La cour constitutionnelle péruvienne a déclaré nulles et non avenues les poursuites pénales contre l’ancien président Ollanta Humala, condamné en avril 2025 pour corruption et blanchiment d’argent. Sa libération de la prison de Barbadillo, à Lima, est attendue.
Ollanta Humala, qui a dirigé le Pérou de 2011 à 2016, avait été reconnu coupable d’avoir accepté des fonds illégaux provenant du président vénézuélien Hugo Chávez et de la société brésilienne de construction Odebrecht pour financer ses campagnes électorales de 2006 et 2011. La peine prononcée s’élevait à quinze ans de réclusion.
Après avoir annoncé son intention de faire appel, l’ancien président a obtenu gain de cause devant la juridiction constitutionnelle, qui a invalidé l’ensemble de la procédure. Son avocat, Julio Espinoza Goyena, a publié sur les réseaux sociaux que la cour avait estimé que les contributions reçues lors des campagnes électorales « ne constituent pas du blanchiment d’argent ». Il a réclamé « le classement définitif de la procédure et la LIBERTÉ de l’ancien président Ollanta Humala ».

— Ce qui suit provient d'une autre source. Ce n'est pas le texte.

//! Prohibited filename matching.
//!
//! Three independent rule sets are checked against every candidate path:
//! exact basenames, glob patterns, and regexes. A candidate is reported once
//! for each rule set it trips, so a file hit by both an exact name and a
//! pattern shows up twice.

pub mod case;
pub mod path;
pub mod report;
pub mod rule;

use regex::Regex;
use tracing::debug;

pub use case::CaseFoldingPolicy;
pub use path::{normalize, NormalizedPath};
pub use report::{Hit, OutputFormat, Report, ScanMode, REPORT_PREFIX};
pub use rule::{GlobRule, Rule, RuleKind};

use crate::error::Error;

/// Raw rule sources, as collected from flags and config.
#[derive(Debug, Clone, Default, PartialEq, Eq)]
pub struct RuleSources {
    pub filenames: Vec<String>,
    pub patterns: Vec<String>,
    pub regexes: Vec<String>,
}

impl RuleSources {
    pub fn is_empty(&self) -> bool {
        self.filenames.is_empty() && self.patterns.is_empty() && self.regexes.is_empty()
    }
}

/// Compiled rule sets plus the case policy they are evaluated under.
#[derive(Debug, Clone)]
pub struct Matcher {
    policy: CaseFoldingPolicy,
    rules: Vec<Rule>,
}

impl Matcher {
    /// Compile rules under the host case policy.
    pub fn new(sources: &RuleSources) -> Result<Self, Error> {
        Self::with_policy(CaseFoldingPolicy::host(), sources)
    }

    /// Compile every rule up front. Any invalid regex or glob fails here,
    /// before a single candidate is looked at.
    pub fn with_policy(policy: CaseFoldingPolicy, sources: &RuleSources) -> Result<Self, Error> {
        let mut rules = Vec::with_capacity(
            sources.filenames.len() + sources.patterns.len() + sources.regexes.len(),
        );
        rules.extend(non_blank(&sources.filenames).map(Rule::exact));
        for pattern in non_blank(&sources.patterns) {
            rules.push(Rule::glob(pattern, policy)?);
        }
        for source in &sources.regexes {
            rules.push(Rule::regex(source)?);
        }

        debug!(
            filenames = sources.filenames.len(),
            patterns = sources.patterns.len(),
            regexes = sources.regexes.len(),
            ?policy,
            "Compiled prohibition rules"
        );

        Ok(Self::from_rules(policy, rules))
    }

    pub fn from_rules(policy: CaseFoldingPolicy, rules: Vec<Rule>) -> Self {
        Self { policy, rules }
    }

    pub fn rules(&self) -> &[Rule] {
        &self.rules
    }

    /// Rule sets that flag `candidate`, in evaluation order.
    pub fn hit_kinds(&self, candidate: &str) -> Vec<RuleKind> {
        let path = normalize(candidate);
        RuleKind::ALL
            .into_iter()
            .filter(|&kind| {
                self.rules
                    .iter()
                    .filter(|rule| rule.kind() == kind)
                    .any(|rule| rule.matches(&path, self.policy))
            })
            .collect()
    }

    /// Check a batch of candidates.
    pub fn check<S: AsRef<str>>(&self, candidates: &[S], mode: ScanMode) -> Report {
        let mut report = Report::default();
        for candidate in candidates {
            let candidate = candidate.as_ref();
            for kind in self.hit_kinds(candidate) {
                debug!(candidate, %kind, "Prohibited filename");
                report.push(candidate, kind);
                if mode == ScanMode::FailFast {
                    return report;
                }
            }
        }
        report
    }
}

/// True if the basename of `path` equals the basename of any `names` entry.
pub fn match_filename<S: AsRef<str>>(
    path: &str,
    names: &[S],
    policy: CaseFoldingPolicy,
) -> bool {
    let path = normalize(path);
    non_blank(names).any(|name| Rule::exact(name).matches(&path, policy))
}

/// True if `path` matches any glob in `patterns`.
pub fn matches_patterns<S: AsRef<str>>(
    path: &str,
    patterns: &[S],
    policy: CaseFoldingPolicy,
) -> Result<bool, Error> {
    let path = normalize(path);
    for pattern in non_blank(patterns) {
        if Rule::glob(pattern, policy)?.matches(&path, policy) {
            return Ok(true);
        }
    }
    Ok(false)
}

/// True if any regex finds a match in the full path or the basename.
pub fn matches_regexes(path: &str, regexes: &[Regex]) -> bool {
    let path = normalize(path);
    regexes
        .iter()
        .any(|re| re.is_match(path.posix()) || re.is_match(path.basename()))
}

/// Name and pattern entries that are empty or all whitespace are not rules.
fn non_blank<S: AsRef<str>>(items: &[S]) -> impl Iterator<Item = &str> {
    items
        .iter()
        .map(|item| item.as_ref())
        .filter(|item| !item.trim().is_empty())
}

/// Check `candidates` in batch mode under the host case policy.
///
/// Returns the exit code (1 if anything was flagged) and the hits.
pub fn find_prohibited<S: AsRef<str>>(
    sources: &RuleSources,
    candidates: &[S],
) -> Result<(i32, Vec<Hit>), Error> {
    let report = Matcher::new(sources)?.check(candidates, ScanMode::Batch);
    Ok((report.exit_code(), report.into_hits()))
}

#[cfg(test)]
mod tests {
    use super::*;

    const SENSITIVE: CaseFoldingPolicy = CaseFoldingPolicy::Sensitive;

    fn sources(filenames: &[&str], patterns: &[&str], regexes: &[&str]) -> RuleSources {
        let owned = |items: &[&str]| -> Vec<String> { items.iter().map(|s| s.to_string()).collect() };
        RuleSources {
            filenames: owned(filenames),
            patterns: owned(patterns),
            regexes: owned(regexes),
        }
    }

    #[test]
    fn test_match_filename_basename() {
        assert!(match_filename("dir/sub/README.md", &["README.md"], SENSITIVE));
        assert!(match_filename("README.md", &["dir/README.md"], SENSITIVE));
        assert!(!match_filename("dir/sub/readme.md", &["README.md"], SENSITIVE));
        assert!(!match_filename("README.md", &[] as &[&str], SENSITIVE));
    }

    #[test]
    fn test_match_filename_case_insensitive() {
        let policy = CaseFoldingPolicy::Insensitive;
        assert!(match_filename("dir/ReadMe.md", &["README.md"], policy));
        assert!(match_filename("README.md", &["dir/readme.MD"], policy));
        assert!(!match_filename("notes.md", &["README.md"], policy));
    }

    #[test]
    fn test_matches_patterns_basename_and_components() {
        assert!(matches_patterns("a/b/file.txt", &["*.txt"], SENSITIVE).unwrap());
        assert!(!matches_patterns("a/b/file.txt", &["*.md"], SENSITIVE).unwrap());
        assert!(matches_patterns("x/whoopie/z.txt", &["*whoop*"], SENSITIVE).unwrap());
        assert!(!matches_patterns("x/y/z.txt", &["*whoop*"], SENSITIVE).unwrap());
    }

    #[test]
    fn test_matches_patterns_recursive() {
        let pats = ["**/secrets/*"];
        assert!(matches_patterns("a/secrets/cred.pem", &pats, SENSITIVE).unwrap());
        assert!(matches_patterns("secrets/cred.pem", &pats, SENSITIVE).unwrap());
        assert!(!matches_patterns("secrets.pem", &pats, SENSITIVE).unwrap());
        assert!(
            matches_patterns("keys/id_rsa.pem", &["**/secrets/*", "*.pem"], SENSITIVE).unwrap()
        );
        assert!(matches_patterns("keys/id_rsa.pem", &["**/keys/*.pem"], SENSITIVE).unwrap());
        assert!(!matches_patterns("keys/id_rsa.pem", &["**/secrets/*.pem"], SENSITIVE).unwrap());
    }

    #[test]
    fn test_matches_patterns_backslash_pattern() {
        assert!(matches_patterns("dir/sub/file.txt", &[r"dir\sub\file.txt"], SENSITIVE).unwrap());
    }

    #[test]
    fn test_literal_pattern_equals_exact_match() {
        for path in ["a/b/LICENSE", "LICENSE", "license", "a/LICENSE/x", "/LICENSE"] {
            assert_eq!(
                matches_patterns(path, &["LICENSE"], SENSITIVE).unwrap(),
                match_filename(path, &["LICENSE"], SENSITIVE),
                "{path}"
            );
        }
    }

    #[test]
    fn test_empty_pattern_list_never_matches() {
        assert!(!matches_patterns("anything", &[] as &[&str], SENSITIVE).unwrap());
    }

    #[test]
    fn test_matches_regexes() {
        let regexes = vec![Regex::new(r"\.key$").unwrap(), Regex::new("^credentials").unwrap()];
        assert!(matches_regexes("conf/server.key", &regexes));
        assert!(matches_regexes("aws/credentials.json", &regexes));
        assert!(!matches_regexes("src/main.rs", &regexes));
        assert!(!matches_regexes("src/main.rs", &[]));
    }

    #[test]
    fn test_scenario_from_staged_list() {
        let candidates = [
            "docs/README.md",
            "keys/id_rsa.pem",
            "src/secrets/api_key.txt",
            "src/ok.txt",
        ];
        let (code, hits) =
            find_prohibited(&sources(&["README.md"], &["*.pem", "**/secrets/*"], &[]), &candidates)
                .unwrap();
        assert_eq!(code, 1);
        let flagged: Vec<&str> = hits.iter().map(|h| h.candidate.as_str()).collect();
        assert_eq!(
            flagged,
            vec!["docs/README.md", "keys/id_rsa.pem", "src/secrets/api_key.txt"]
        );
    }

    #[test]
    fn test_duplicate_hits_per_rule_set() {
        let matcher =
            Matcher::with_policy(SENSITIVE, &sources(&["README.md"], &["*.md"], &[])).unwrap();
        let report = matcher.check(&["docs/README.md"], ScanMode::Batch);
        assert_eq!(
            report.hits(),
            &[
                Hit {
                    candidate: "docs/README.md".to_string(),
                    kind: RuleKind::Filename
                },
                Hit {
                    candidate: "docs/README.md".to_string(),
                    kind: RuleKind::Pattern
                },
            ]
        );
        assert_eq!(report.render_text().unwrap().matches("docs/README.md").count(), 2);
    }

    #[test]
    fn test_one_hit_per_rule_set_even_with_several_matching_rules() {
        let matcher =
            Matcher::with_policy(SENSITIVE, &sources(&[], &["*.pem", "id_*"], &[])).unwrap();
        let report = matcher.check(&["keys/id_rsa.pem"], ScanMode::Batch);
        assert_eq!(report.hits().len(), 1);
    }

    #[test]
    fn test_all_three_rule_sets() {
        let matcher = Matcher::with_policy(
            SENSITIVE,
            &sources(&["id_rsa"], &["**/.ssh/*"], &["rsa$"]),
        )
        .unwrap();
        assert_eq!(
            matcher.hit_kinds("home/.ssh/id_rsa"),
            vec![RuleKind::Filename, RuleKind::Pattern, RuleKind::Regex]
        );
        assert!(matcher.hit_kinds("home/notes.txt").is_empty());
    }

    #[test]
    fn test_fail_fast_stops_at_first_hit() {
        let matcher =
            Matcher::with_policy(SENSITIVE, &sources(&["README.md"], &["*.md", "*.pem"], &[]))
                .unwrap();
        let candidates = ["ok.txt", "docs/README.md", "keys/id_rsa.pem"];

        let fast = matcher.check(&candidates, ScanMode::FailFast);
        assert_eq!(fast.hits().len(), 1);
        assert_eq!(fast.hits()[0].candidate, "docs/README.md");
        assert_eq!(fast.exit_code(), 1);

        let batch = matcher.check(&candidates, ScanMode::Batch);
        assert_eq!(batch.hits().len(), 3);
    }

    #[test]
    fn test_empty_rules_and_candidates() {
        let (code, hits) = find_prohibited(&RuleSources::default(), &["ok.txt", "more/ok.py"]).unwrap();
        assert_eq!(code, 0);
        assert!(hits.is_empty());

        let (code, hits) =
            find_prohibited(&sources(&["LICENSE"], &["*.pem"], &[]), &[] as &[&str]).unwrap();
        assert_eq!(code, 0);
        assert!(hits.is_empty());
    }

    #[test]
    fn test_invalid_regex_fails_before_matching() {
        let err = find_prohibited(&sources(&["README.md"], &[], &["[unclosed"]), &["README.md"])
            .unwrap_err();
        assert!(matches!(err, Error::InvalidRegex { .. }));
    }

    #[test]
    fn test_blank_entries_are_skipped() {
        assert!(!matches_patterns("/", &[""], SENSITIVE).unwrap());
        assert!(!matches_patterns("/", &["  "], SENSITIVE).unwrap());
        assert!(!match_filename("/", &[""], SENSITIVE));

        let matcher = Matcher::with_policy(SENSITIVE, &sources(&["", "LICENSE"], &[" "], &[]))
            .unwrap();
        assert_eq!(matcher.rules().len(), 1);
        assert!(matcher.check(&["/", "ok.txt"], ScanMode::Batch).is_clean());
    }

    #[test]
    fn test_shell_glob_literals_are_not_errors() {
        assert!(matches_patterns("x/[abc", &["[abc"], SENSITIVE).unwrap());
        assert!(matches_patterns("a{", &["*{"], SENSITIVE).unwrap());
        assert!(!matches_patterns("a.key", &["*.{pem,key}"], SENSITIVE).unwrap());
    }

    #[test]
    fn test_absolute_candidate_components() {
        let matcher = Matcher::with_policy(SENSITIVE, &sources(&[], &["etc"], &[])).unwrap();
        assert!(matcher.hit_kinds("/etc/passwd").is_empty());
        let matcher = Matcher::with_policy(SENSITIVE, &sources(&[], &["e?c"], &[])).unwrap();
        assert_eq!(matcher.hit_kinds("/etc/passwd"), vec![RuleKind::Pattern]);
    }
}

L’épouse de l’ancien chef de l’État, Nadine Heredia, cofondatrice avec lui du Parti nationaliste, avait également été condamnée à quinze ans de prison pour blanchiment d’argent lors du même procès. Elle avait toutefois obtenu un sauf-conduit vers le Brésil après s’être réfugiée à l’ambassade brésilienne.
Le couple était accusé d’avoir accepté trois millions de dollars de la part d’Odebrecht pour financer la campagne de 2011, ainsi que 200 000 dollars versés par Chávez pour celle de 2006. Humala et Heredia ont toujours soutenu être victimes de persécution politique.
Humala est le premier de quatre présidents péruviens impliqués dans le scandale Odebrecht. Alejandro Toledo, au pouvoir de 2001 à 2006, a été condamné l’an dernier à plus de vingt ans de prison pour avoir perçu 35 millions de dollars de pots-de-vin. Alan García, président à deux reprises entre 1985 et 2011, s’est donné la mort en 2019 alors qu’il était sur le point d’être arrêté dans le cadre de la même affaire, des accusations qu’il avait niées. Pedro Pablo Kuczynski, en fonctions de 2016 à 2018, a quant à lui fait l’objet d’une procédure de destitution après la révélation de paiements effectués par Odebrecht à son profit ; il a toujours contesté leur caractère illégal et l’enquête se poursuit.
Ancien officier de l’armée, Humala s’était fait connaître en 2000 en menant une brève rébellion militaire contre le président Alberto Fujimori. Lors de sa première candidature à la présidence en 2006, il s’était présenté sur une plateforme inspirée du modèle socialiste de Chávez. Battu, il avait remporté l’élection de 2011 en adoptant un programme plus modéré, calqué sur la politique du président brésilien Luiz Inácio Lula da Silva, face à Keiko Fujimori, fille aînée d’Alberto Fujimori.